- **RECORDS FOR THIS TASK**:
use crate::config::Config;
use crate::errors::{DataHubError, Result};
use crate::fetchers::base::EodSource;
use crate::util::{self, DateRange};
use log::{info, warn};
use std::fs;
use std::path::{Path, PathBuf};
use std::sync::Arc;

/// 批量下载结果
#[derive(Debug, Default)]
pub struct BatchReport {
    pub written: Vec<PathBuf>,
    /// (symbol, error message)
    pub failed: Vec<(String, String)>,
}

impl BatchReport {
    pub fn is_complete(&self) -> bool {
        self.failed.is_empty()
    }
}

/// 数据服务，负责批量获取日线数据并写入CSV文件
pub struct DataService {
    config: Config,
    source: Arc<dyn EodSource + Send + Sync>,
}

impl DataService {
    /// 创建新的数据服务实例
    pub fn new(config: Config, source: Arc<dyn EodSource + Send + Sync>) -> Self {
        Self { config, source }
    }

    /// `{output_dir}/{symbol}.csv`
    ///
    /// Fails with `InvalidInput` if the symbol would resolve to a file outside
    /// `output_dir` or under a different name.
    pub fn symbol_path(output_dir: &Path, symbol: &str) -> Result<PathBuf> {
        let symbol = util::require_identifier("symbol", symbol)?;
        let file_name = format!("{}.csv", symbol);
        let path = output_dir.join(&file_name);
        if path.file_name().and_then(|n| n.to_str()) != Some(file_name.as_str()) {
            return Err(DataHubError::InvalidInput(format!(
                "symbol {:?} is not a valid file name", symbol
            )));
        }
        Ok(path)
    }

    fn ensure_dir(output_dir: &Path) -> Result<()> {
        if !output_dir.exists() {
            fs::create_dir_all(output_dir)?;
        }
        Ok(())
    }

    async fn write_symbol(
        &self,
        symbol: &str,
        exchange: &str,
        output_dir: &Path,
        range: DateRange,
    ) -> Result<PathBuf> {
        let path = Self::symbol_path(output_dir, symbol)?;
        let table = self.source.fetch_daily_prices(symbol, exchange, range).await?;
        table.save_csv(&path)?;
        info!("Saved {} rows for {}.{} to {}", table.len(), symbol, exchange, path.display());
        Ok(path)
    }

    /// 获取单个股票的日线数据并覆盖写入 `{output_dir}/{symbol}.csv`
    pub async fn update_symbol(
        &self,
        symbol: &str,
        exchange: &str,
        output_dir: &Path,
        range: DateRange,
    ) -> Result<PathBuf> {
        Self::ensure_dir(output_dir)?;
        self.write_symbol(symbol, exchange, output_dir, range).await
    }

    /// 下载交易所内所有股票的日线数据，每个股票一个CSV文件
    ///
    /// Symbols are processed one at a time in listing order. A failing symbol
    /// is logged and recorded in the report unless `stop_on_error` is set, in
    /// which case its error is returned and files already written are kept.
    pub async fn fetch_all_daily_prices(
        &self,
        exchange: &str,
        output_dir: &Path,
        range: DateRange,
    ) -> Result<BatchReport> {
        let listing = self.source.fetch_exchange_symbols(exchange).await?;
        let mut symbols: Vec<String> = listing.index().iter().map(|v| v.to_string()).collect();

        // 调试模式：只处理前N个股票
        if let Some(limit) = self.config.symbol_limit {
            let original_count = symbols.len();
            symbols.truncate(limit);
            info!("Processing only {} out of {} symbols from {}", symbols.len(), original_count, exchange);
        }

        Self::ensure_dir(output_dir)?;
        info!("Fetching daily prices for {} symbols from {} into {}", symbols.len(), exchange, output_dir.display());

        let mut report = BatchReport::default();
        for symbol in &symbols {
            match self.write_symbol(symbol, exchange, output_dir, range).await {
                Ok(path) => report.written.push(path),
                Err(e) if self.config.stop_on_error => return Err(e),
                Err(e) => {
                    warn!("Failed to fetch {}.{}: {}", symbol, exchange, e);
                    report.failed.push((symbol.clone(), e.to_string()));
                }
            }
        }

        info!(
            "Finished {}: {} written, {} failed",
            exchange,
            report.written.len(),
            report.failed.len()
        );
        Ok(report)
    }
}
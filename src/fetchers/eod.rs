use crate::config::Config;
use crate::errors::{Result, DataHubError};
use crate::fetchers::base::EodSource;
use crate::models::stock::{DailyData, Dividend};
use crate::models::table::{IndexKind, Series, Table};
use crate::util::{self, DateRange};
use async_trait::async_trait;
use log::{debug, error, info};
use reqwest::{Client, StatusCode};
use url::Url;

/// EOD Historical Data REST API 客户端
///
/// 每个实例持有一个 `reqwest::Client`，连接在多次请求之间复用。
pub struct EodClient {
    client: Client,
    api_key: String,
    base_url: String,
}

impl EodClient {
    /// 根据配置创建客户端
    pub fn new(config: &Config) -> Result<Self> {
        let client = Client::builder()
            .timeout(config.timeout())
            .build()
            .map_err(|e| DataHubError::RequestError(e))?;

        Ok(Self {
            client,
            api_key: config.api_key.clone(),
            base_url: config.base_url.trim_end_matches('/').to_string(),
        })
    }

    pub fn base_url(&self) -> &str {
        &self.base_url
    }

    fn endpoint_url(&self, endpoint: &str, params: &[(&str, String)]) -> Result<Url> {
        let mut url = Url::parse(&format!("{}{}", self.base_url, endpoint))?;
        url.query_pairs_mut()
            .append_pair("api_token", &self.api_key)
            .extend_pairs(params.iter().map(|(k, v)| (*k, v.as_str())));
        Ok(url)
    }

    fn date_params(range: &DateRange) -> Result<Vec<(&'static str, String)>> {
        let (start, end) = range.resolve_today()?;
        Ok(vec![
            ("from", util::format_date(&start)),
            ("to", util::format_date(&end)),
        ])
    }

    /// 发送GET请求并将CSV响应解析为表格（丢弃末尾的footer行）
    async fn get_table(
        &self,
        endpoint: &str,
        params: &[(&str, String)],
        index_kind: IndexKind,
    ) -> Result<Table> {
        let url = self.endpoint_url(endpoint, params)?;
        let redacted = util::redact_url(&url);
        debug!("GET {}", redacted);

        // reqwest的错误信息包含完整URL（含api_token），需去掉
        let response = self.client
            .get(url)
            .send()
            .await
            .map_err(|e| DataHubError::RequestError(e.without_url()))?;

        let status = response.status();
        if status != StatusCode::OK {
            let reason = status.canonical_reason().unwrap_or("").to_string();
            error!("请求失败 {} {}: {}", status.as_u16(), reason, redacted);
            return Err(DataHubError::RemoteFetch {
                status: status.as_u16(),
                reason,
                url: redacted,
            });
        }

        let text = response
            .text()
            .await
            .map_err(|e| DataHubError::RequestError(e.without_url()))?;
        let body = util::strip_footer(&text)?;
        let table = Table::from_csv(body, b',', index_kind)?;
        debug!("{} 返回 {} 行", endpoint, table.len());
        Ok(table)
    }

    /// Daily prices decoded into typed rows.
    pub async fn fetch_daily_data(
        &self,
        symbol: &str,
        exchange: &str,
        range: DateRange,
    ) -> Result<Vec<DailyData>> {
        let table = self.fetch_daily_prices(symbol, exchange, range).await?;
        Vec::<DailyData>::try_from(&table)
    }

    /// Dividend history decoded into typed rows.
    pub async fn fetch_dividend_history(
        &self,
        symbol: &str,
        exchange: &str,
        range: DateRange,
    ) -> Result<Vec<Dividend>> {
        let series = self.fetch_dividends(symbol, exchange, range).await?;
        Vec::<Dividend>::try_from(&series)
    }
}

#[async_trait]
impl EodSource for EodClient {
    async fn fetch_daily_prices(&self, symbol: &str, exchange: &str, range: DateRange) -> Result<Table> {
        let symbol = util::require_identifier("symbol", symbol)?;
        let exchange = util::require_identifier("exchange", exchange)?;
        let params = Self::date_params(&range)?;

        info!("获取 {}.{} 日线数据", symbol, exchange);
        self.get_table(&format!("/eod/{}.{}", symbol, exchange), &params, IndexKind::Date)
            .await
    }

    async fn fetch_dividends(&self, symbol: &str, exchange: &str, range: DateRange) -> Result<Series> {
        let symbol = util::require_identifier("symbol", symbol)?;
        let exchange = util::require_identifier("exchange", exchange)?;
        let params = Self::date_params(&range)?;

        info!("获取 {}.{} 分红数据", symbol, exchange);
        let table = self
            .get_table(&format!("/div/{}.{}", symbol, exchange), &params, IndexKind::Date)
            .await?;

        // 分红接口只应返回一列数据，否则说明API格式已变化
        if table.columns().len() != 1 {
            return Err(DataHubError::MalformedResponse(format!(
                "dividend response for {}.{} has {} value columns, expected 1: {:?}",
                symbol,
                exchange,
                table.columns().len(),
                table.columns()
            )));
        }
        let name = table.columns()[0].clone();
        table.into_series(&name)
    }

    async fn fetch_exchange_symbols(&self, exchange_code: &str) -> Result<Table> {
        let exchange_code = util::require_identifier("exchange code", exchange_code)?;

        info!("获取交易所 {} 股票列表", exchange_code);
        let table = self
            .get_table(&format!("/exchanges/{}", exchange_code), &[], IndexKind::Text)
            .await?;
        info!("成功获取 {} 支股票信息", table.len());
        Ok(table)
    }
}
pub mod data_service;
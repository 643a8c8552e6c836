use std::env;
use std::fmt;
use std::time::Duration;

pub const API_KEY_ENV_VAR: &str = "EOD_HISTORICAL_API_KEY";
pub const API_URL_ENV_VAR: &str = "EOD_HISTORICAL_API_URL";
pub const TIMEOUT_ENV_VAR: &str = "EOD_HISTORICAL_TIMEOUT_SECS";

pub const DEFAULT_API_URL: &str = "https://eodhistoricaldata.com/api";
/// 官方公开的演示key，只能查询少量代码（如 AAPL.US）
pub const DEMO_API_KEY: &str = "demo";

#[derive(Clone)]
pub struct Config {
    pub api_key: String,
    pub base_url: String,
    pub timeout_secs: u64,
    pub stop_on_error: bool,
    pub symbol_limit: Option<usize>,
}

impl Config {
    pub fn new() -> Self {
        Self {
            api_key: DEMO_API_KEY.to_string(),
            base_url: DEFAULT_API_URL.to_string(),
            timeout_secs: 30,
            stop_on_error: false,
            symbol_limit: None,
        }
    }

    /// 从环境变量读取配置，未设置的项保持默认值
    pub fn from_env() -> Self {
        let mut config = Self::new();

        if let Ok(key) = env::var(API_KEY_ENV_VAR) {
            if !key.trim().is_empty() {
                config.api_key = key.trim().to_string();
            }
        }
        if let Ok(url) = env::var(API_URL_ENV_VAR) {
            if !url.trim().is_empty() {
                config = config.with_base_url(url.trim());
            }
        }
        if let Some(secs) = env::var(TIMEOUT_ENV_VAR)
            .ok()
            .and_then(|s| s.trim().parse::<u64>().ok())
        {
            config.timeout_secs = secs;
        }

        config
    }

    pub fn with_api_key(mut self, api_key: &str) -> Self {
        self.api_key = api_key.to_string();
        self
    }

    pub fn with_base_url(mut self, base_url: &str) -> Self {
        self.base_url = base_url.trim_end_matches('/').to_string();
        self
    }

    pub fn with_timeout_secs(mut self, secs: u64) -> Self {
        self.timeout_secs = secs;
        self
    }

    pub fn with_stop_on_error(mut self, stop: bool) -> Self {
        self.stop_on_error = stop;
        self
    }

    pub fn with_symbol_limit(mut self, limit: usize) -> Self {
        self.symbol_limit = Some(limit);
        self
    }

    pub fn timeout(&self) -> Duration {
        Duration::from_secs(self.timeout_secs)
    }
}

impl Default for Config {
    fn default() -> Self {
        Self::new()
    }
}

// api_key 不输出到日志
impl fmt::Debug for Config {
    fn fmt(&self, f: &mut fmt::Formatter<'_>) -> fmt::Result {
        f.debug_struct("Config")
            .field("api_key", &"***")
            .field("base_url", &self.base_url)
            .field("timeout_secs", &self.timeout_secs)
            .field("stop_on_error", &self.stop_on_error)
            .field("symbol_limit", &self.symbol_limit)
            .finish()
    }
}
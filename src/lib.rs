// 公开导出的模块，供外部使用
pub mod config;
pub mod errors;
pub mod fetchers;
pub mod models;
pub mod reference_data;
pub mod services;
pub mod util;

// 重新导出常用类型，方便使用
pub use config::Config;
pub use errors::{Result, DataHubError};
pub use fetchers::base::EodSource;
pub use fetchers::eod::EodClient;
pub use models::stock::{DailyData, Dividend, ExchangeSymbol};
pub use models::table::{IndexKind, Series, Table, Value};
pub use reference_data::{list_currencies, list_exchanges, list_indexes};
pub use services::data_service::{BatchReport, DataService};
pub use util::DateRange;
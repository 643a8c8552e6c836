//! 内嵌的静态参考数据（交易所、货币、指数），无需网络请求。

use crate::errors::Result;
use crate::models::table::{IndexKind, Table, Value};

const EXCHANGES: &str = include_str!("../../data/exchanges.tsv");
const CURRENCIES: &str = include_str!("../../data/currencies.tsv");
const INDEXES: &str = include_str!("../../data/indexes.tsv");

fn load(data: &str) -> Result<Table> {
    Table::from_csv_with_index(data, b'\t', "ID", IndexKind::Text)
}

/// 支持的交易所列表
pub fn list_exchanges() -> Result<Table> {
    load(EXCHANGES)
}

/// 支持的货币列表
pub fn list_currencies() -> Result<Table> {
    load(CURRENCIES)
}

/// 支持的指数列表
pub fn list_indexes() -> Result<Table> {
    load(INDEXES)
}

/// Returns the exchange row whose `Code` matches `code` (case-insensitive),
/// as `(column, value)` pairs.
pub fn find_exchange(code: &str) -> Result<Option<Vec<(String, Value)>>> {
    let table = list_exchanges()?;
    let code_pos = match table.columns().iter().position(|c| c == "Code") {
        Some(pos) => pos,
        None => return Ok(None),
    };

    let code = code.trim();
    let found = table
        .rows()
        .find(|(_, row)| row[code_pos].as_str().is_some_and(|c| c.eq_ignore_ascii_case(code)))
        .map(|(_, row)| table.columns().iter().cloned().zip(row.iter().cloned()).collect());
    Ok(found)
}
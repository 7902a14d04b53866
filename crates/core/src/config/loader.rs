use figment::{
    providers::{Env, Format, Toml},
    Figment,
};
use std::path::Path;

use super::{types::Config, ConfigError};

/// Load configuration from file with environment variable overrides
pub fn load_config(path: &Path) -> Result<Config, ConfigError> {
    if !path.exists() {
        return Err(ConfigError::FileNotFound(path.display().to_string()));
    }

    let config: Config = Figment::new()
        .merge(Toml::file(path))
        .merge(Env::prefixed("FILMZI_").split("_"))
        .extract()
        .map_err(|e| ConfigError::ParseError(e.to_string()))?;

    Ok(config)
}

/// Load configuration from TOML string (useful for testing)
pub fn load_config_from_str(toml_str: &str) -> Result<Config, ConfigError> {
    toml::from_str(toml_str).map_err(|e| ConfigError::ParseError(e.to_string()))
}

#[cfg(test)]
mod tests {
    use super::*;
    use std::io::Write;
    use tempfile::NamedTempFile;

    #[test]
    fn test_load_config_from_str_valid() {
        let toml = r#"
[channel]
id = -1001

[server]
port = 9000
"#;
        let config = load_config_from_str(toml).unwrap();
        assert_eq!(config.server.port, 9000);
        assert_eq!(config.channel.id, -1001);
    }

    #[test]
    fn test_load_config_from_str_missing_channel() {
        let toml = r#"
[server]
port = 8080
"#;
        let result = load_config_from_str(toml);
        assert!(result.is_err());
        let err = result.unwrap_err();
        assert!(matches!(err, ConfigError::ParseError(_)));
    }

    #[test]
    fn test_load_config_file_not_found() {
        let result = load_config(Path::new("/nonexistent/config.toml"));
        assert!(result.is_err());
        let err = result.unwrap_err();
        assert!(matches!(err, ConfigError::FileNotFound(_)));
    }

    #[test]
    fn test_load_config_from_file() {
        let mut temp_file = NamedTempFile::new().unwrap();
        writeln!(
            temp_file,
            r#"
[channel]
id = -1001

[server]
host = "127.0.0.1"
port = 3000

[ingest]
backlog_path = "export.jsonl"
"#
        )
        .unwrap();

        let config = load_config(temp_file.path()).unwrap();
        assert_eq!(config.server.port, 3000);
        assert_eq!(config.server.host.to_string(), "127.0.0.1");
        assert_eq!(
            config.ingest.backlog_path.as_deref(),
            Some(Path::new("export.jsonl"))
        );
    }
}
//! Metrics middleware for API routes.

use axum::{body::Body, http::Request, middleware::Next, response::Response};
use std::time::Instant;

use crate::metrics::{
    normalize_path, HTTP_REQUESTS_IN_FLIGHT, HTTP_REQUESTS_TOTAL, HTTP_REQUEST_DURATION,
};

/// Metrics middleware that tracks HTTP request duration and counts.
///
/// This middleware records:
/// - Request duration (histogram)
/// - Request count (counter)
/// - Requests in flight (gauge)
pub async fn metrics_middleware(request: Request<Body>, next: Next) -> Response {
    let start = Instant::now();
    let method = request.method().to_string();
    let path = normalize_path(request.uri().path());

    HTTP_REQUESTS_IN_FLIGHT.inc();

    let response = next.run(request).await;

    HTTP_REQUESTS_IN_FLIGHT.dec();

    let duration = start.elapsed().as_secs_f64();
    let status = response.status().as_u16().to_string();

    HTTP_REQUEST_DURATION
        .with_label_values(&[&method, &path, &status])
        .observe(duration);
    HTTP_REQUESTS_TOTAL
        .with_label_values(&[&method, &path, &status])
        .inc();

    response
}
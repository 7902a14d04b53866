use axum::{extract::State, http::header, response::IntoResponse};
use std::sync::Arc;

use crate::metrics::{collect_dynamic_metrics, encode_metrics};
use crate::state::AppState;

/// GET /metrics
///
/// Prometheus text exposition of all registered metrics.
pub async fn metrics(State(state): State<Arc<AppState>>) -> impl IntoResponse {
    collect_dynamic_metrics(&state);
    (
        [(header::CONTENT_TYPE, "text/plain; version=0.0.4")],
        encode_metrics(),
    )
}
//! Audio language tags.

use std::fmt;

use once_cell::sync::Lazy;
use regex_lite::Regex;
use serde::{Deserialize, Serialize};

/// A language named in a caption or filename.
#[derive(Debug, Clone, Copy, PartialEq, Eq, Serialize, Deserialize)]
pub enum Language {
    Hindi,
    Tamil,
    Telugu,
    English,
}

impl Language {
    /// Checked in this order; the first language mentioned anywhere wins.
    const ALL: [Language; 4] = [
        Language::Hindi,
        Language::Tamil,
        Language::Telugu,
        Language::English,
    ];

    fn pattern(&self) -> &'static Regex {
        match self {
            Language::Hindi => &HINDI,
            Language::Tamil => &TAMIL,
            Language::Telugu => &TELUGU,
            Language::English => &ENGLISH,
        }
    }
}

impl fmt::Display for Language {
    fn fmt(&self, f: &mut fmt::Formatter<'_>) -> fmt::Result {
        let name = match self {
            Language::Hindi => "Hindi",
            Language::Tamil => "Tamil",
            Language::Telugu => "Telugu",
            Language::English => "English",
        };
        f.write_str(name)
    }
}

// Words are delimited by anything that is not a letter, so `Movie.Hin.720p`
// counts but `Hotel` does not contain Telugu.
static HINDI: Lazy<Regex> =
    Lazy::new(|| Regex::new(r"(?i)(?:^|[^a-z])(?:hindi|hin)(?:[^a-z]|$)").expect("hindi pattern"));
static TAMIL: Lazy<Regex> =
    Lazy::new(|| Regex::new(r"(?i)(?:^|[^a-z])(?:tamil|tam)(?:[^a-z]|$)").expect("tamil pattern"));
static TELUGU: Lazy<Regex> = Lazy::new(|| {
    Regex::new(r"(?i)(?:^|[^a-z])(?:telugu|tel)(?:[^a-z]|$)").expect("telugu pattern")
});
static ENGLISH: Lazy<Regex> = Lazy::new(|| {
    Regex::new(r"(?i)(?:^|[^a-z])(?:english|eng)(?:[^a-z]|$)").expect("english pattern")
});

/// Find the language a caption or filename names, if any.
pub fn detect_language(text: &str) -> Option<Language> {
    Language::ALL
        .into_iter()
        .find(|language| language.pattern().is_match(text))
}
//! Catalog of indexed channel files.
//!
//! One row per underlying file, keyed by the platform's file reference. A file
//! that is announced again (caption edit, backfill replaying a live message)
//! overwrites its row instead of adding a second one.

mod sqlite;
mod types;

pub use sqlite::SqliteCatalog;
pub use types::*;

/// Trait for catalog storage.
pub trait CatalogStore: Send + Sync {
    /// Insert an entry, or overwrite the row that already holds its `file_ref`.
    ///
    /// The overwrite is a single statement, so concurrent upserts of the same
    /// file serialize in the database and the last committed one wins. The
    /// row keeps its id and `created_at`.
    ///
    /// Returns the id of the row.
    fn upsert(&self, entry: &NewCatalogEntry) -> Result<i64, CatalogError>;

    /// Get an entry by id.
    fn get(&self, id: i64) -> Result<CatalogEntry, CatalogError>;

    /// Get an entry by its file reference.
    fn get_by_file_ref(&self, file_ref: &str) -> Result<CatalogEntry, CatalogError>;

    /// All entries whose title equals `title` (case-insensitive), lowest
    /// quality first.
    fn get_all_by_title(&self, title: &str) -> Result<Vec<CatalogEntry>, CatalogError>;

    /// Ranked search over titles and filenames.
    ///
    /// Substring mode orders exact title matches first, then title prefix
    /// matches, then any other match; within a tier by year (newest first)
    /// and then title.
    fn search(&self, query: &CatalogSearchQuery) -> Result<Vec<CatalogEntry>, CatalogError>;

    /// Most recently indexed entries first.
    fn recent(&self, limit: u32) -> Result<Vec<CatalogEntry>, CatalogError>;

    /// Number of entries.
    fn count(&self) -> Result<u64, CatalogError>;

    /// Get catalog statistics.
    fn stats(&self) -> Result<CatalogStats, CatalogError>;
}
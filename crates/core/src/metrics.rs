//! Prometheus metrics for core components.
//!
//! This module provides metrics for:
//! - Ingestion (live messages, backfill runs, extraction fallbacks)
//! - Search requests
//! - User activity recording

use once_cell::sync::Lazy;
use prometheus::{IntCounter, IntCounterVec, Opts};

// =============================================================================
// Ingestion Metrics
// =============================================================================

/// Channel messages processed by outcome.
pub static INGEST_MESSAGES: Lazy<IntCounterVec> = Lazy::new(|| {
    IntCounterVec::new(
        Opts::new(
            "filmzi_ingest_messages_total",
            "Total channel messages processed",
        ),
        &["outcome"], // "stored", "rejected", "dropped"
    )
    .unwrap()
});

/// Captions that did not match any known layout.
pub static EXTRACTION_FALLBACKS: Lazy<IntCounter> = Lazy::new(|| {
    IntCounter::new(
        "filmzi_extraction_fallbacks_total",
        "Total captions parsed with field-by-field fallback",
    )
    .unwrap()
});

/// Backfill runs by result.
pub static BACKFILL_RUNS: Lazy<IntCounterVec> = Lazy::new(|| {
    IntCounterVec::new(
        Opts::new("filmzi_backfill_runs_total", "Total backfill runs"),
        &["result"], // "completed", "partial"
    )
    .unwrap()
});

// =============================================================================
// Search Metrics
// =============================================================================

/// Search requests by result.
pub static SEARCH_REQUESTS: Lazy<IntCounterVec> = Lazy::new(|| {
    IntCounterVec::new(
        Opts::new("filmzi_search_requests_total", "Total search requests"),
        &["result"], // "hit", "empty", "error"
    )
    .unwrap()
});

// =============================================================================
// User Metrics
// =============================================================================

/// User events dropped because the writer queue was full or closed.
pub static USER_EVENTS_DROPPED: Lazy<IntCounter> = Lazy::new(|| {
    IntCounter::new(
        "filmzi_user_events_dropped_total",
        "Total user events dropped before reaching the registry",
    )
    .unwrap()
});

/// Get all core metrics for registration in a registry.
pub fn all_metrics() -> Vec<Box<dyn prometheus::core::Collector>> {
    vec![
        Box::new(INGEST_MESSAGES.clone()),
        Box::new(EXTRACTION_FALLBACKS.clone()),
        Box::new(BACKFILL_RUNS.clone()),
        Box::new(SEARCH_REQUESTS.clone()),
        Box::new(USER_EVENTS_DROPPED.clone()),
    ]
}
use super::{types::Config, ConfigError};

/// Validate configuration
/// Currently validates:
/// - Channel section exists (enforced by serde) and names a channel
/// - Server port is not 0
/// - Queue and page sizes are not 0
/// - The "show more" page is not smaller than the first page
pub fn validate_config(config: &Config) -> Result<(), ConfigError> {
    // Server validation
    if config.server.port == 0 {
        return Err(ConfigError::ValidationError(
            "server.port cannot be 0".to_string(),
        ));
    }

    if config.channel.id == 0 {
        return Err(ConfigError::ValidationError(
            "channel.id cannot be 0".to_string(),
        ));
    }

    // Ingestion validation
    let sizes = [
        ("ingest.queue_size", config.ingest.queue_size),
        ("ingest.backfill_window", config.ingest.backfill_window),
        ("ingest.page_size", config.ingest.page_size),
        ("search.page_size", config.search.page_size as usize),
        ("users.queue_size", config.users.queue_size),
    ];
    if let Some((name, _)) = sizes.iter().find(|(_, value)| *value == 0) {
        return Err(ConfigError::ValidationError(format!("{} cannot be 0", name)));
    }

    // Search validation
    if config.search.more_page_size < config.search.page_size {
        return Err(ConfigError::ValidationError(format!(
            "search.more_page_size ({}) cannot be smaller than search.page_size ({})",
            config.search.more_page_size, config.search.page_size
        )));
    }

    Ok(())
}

- **WHAT YOU NEED TO DO**: A single number is expected: how many lines in the entries contain "AppState".

- **SOLVED PROBLEM**: 2